Finding the Right Spot is a story for all kids who can’t live with their parents regardless of the circumstances. It’s a story about resilience and loyalty, hope and disappointment, love sadness, and anger, too. It’s about whether life is fair, and wondering what will happen tomorrow, and talking about all of it. And finally, it’s about what makes the spot you’re in feel right.”

Grade:

5 hoots out of 5

Transfiguring Adoption awarded this book 5 Hoots out of 5 based on how useful it will be for a foster/adoptive family. [Learn more about our Hoot grading system here]

What Our Family Thought:

This story appears to be written for foster families or adoptive families who have children from the foster care system.
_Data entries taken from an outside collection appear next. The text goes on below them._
use std::collections::{BTreeSet, HashMap};

use crate::answer_key::{AnswerKeyStore, SubjectKey};
use crate::config::DetectConfig;
use crate::detect::detect_with_markers;
use crate::evidence::{compute_summary, MatchCounts};
use crate::grade::grade;
use crate::grid::{column_letter, Grid};
use crate::matcher::{match_columns, match_row, match_student_by_email, match_students};
use crate::model::{
    Competency, EvaluationResult, GradeMode, GradeResult, Layout, ReconOutput, ReconSummary,
    Student,
};

/// Everything one reconciliation reads. All borrowed, nothing is mutated.
#[derive(Debug, Clone, Copy)]
pub struct ReconInput<'a> {
    pub grid: &'a Grid,
    pub students: &'a [Student],
    /// Competencies of every subject; only `subject_id`'s are eligible.
    pub competencies: &'a [Competency],
    pub subject_id: &'a str,
    pub subject_name: &'a str,
    pub answer_keys: &'a AnswerKeyStore,
}

/// Reconcile a grid with the default identity markers.
pub fn reconcile(input: &ReconInput<'_>) -> ReconOutput {
    reconcile_with(input, &DetectConfig::default())
}

/// Detect the layout, match columns/rows to students and competencies,
/// grade every matched non-blank cell. Never fails: data-quality problems
/// only reduce what is produced and are described in `logs`.
pub fn reconcile_with(input: &ReconInput<'_>, detect: &DetectConfig) -> ReconOutput {
    let mut logs = Vec::new();
    let grid = input.grid;

    if grid.len() < 2 {
        logs.push("Spreadsheet is empty or has no data rows; nothing to import.".to_string());
        log::info!("subject {}: grid has {} row(s), skipping", input.subject_id, grid.len());
        return ReconOutput {
            evaluations: Vec::new(),
            logs,
            summary: ReconSummary::default(),
        };
    }

    let mut counts = MatchCounts::default();

    let subject_key = match input.answer_keys.resolve(input.subject_name) {
        Some((name, key)) => {
            logs.push(format!("Answer key found for: {name}"));
            counts.answer_key_subject = Some(name.to_string());
            Some(key)
        }
        None => None,
    };

    let layout = detect_with_markers(grid.header(), &detect.identity_markers);
    counts.layout = Some(layout.kind());

    let mut batch = Batch::default();
    let mut run = Run {
        input,
        subject_key,
        counts: &mut counts,
        batch: &mut batch,
        logs: &mut logs,
    };
    match layout {
        Layout::Form { identity_column } => run.form(identity_column),
        Layout::Matrix => run.matrix(),
    }

    if batch.duplicates > 0 {
        logs.push(format!(
            "{} repeated student/question pair(s) collapsed; the last occurrence was kept.",
            batch.duplicates
        ));
    }
    counts.duplicates = batch.duplicates;
    logs.push(format!("Processed {} response(s)/score(s).", batch.records.len()));

    log::info!(
        "subject {}: {} layout, {} evaluation(s)",
        input.subject_id,
        layout.kind(),
        batch.records.len()
    );

    let summary = compute_summary(
        batch.records.iter().zip(batch.modes.iter().copied()),
        counts,
    );

    ReconOutput {
        evaluations: batch.records,
        logs,
        summary,
    }
}

// ---------------------------------------------------------------------------
// Output accumulation
// ---------------------------------------------------------------------------

/// One record per (student, competency). A repeat overwrites the earlier
/// record in place.
#[derive(Default)]
struct Batch {
    records: Vec<EvaluationResult>,
    modes: Vec<GradeMode>,
    index: HashMap<(String, String), usize>,
    duplicates: usize,
}

impl Batch {
    fn push(&mut self, student_id: &str, competency_id: &str, graded: GradeResult) {
        let record = EvaluationResult {
            student_id: student_id.to_string(),
            competency_id: competency_id.to_string(),
            level: graded.level,
            numeric_value: graded.numeric_value,
            student_response: graded.student_response,
        };
        let key = (record.student_id.clone(), record.competency_id.clone());
        match self.index.get(&key) {
            Some(&pos) => {
                self.records[pos] = record;
                self.modes[pos] = graded.mode;
                self.duplicates += 1;
            }
            None => {
                self.index.insert(key, self.records.len());
                self.records.push(record);
                self.modes.push(graded.mode);
            }
        }
    }
}

// ---------------------------------------------------------------------------
// Layout passes
// ---------------------------------------------------------------------------

struct Run<'r, 'a> {
    input: &'r ReconInput<'a>,
    subject_key: Option<&'r SubjectKey>,
    counts: &'r mut MatchCounts,
    batch: &'r mut Batch,
    logs: &'r mut Vec<String>,
}

impl Run<'_, '_> {
    fn note_ambiguity(&mut self, note: String) {
        log::warn!("{note}");
        self.logs.push(note.clone());
        self.counts.ambiguous.push(note);
    }

    /// Rows are students (joined by email), columns are questions.
    fn form(&mut self, identity_column: usize) {
        let grid = self.input.grid;
        self.logs
            .push("Layout detected: form responses (one row per student).".to_string());

        let mut columns = match_columns(
            grid.header(),
            self.input.competencies,
            self.input.subject_id,
        );
        columns.remove(&identity_column);

        for (&col, question) in &columns {
            if question.ties > 0 {
                self.note_ambiguity(format!(
                    "Column {} ('{}') matches {} competencies; the first one was used.",
                    column_letter(col),
                    grid.cell(0, col).text(),
                    question.ties + 1
                ));
            }
        }
        self.counts.question_matches = columns.len();
        self.logs
            .push(format!("Matched {} question column(s).", columns.len()));

        let mut students_seen = BTreeSet::new();
        for (row_idx, _) in grid.data_rows() {
            let email = grid.cell(row_idx, identity_column).text();
            if email.is_empty() {
                continue;
            }
            let Some(student) = match_student_by_email(&email, self.input.students) else {
                log::debug!("row {}: no student with email '{email}'", row_idx + 1);
                self.counts.skipped_rows += 1;
                continue;
            };
            students_seen.insert(student.id.as_str());

            for (&col, question) in &columns {
                let cell = grid.cell(row_idx, col);
                if let Some(graded) = grade(cell, &question.question_label, self.subject_key) {
                    self.batch.push(&student.id, &question.competency_id, graded);
                }
            }
        }

        self.counts.student_matches = students_seen.len();
        self.logs.push(format!(
            "Matched {} student(s); {} row(s) had no known student.",
            students_seen.len(),
            self.counts.skipped_rows
        ));
    }

    /// Rows are questions (label in column A), columns are students.
    fn matrix(&mut self) {
        let grid = self.input.grid;
        self.logs
            .push("Layout detected: score matrix (one column per student).".to_string());

        let mut columns = match_students(grid.header(), self.input.students);
        columns.matched.remove(&0);
        columns.ambiguous.retain(|(col, _)| *col != 0);

        for (col, text) in std::mem::take(&mut columns.ambiguous) {
            self.note_ambiguity(format!(
                "Column {} ('{text}') matches several students; left for manual review.",
                column_letter(col)
            ));
        }
        self.counts.student_matches = columns.matched.len();
        self.logs
            .push(format!("Matched {} student column(s).", columns.matched.len()));

        let mut question_rows = 0;
        for (row_idx, _) in grid.data_rows() {
            let label = grid.cell(row_idx, 0).text();
            if label.is_empty() {
                continue;
            }
            let Some(question) = match_row(&label, self.input.competencies, self.input.subject_id)
            else {
                log::debug!("row {}: no competency for '{label}'", row_idx + 1);
                self.counts.skipped_rows += 1;
                continue;
            };
            if question.ties > 0 {
                self.note_ambiguity(format!(
                    "Row {} ('{label}') matches {} competencies; the first one was used.",
                    row_idx + 1,
                    question.ties + 1
                ));
            }
            question_rows += 1;

            for (&col, student_id) in &columns.matched {
                let cell = grid.cell(row_idx, col);
                if let Some(graded) = grade(cell, &question.question_label, self.subject_key) {
                    self.batch.push(student_id, &question.competency_id, graded);
                }
            }
        }

        self.counts.question_matches = question_rows;
        self.logs
            .push(format!("Matched {question_rows} question row(s)."));
    }
}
The tale seems to be best suited for children ages 4 – 10 (elementary aged school children.)

The illustrator, Whitney Martin, has worked on various artistic projects including animation projects for the Walt Disney Company. The images in the book are of the quality and style that you would come to expect from the same caliber as the Walt Disney Company. The people depicted in the images are done in a cartoon style that will engage children and help to captivate them in the story.

Speaking of the story content – Finding the Right Spot does a fantastic job of depicting a family friendly but realistic situation in which many foster children find themselves. The book allows a foster child to relate with the story while allowing them to see that other people go through their situation as well – specifically coping with being in a foster home and being away from their birth parent(s) and all the emotions that come along with that situation. The book will create an environment for healthy discussion between caregiver and child about the situation in which they find themselves.

Spoiler Alert:
While the book does hint at the struggle and addiction that the birth mother is attempting to cope with – the book does not appear to demonize the birth mom. Furthermore, the book is not going to end in a fashion where the foster mom “saves” the child from the birth mom and her addiction. Instead the book cleverly has a somewhat open ended conclusion where it is unclear if the child returns to her birth home or not.
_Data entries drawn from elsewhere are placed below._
//! `gradesync-recon`: reconciles grading spreadsheets against a class roster
//! and competency catalogue.
//!
//! Pure engine crate: receives pre-loaded grids and snapshots, returns
//! evaluation records. No CLI or IO dependencies.

pub mod answer_key;
pub mod config;
pub mod detect;
pub mod engine;
pub mod error;
pub mod evidence;
pub mod grade;
pub mod grid;
pub mod matcher;
pub mod merge;
pub mod model;
pub mod stats;
pub mod sync;

pub use answer_key::{AnswerKeyStore, SubjectKey};
pub use config::{DetectConfig, SyncConfig};
pub use engine::{reconcile, reconcile_with, ReconInput};
pub use error::ReconError;
pub use grid::Grid;
pub use merge::{EvaluationStore, MergeStats};
pub use model::{
    CellValue, Competency, Evaluation, EvaluationResult, Level, ReconOutput, ReconSummary,
    Snapshot, Student, Subject,
};
pub use sync::{SheetGrid, SyncReport};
Since this book does depict a story that could be very similar to a situation that many foster children are living through, it may have the ability to trigger some trauma or fears in kids. Transfiguring Adoption suggests that caregivers read the book prior to reading it with their child. We would also suggest allowing for time to discuss and talk about the book – this may not be a good book to ready quickly before bed and simply expect your child to fall asleep afterwards.

Overall, Transfiguring Adoption finds this book to be of significant use to families formed through the foster care system. Not only does this book create dynamic and healthy conversation but it helps to “normalize,” a foster child’s situation in order for foster children to not carry a feeling of being “different” from all other children.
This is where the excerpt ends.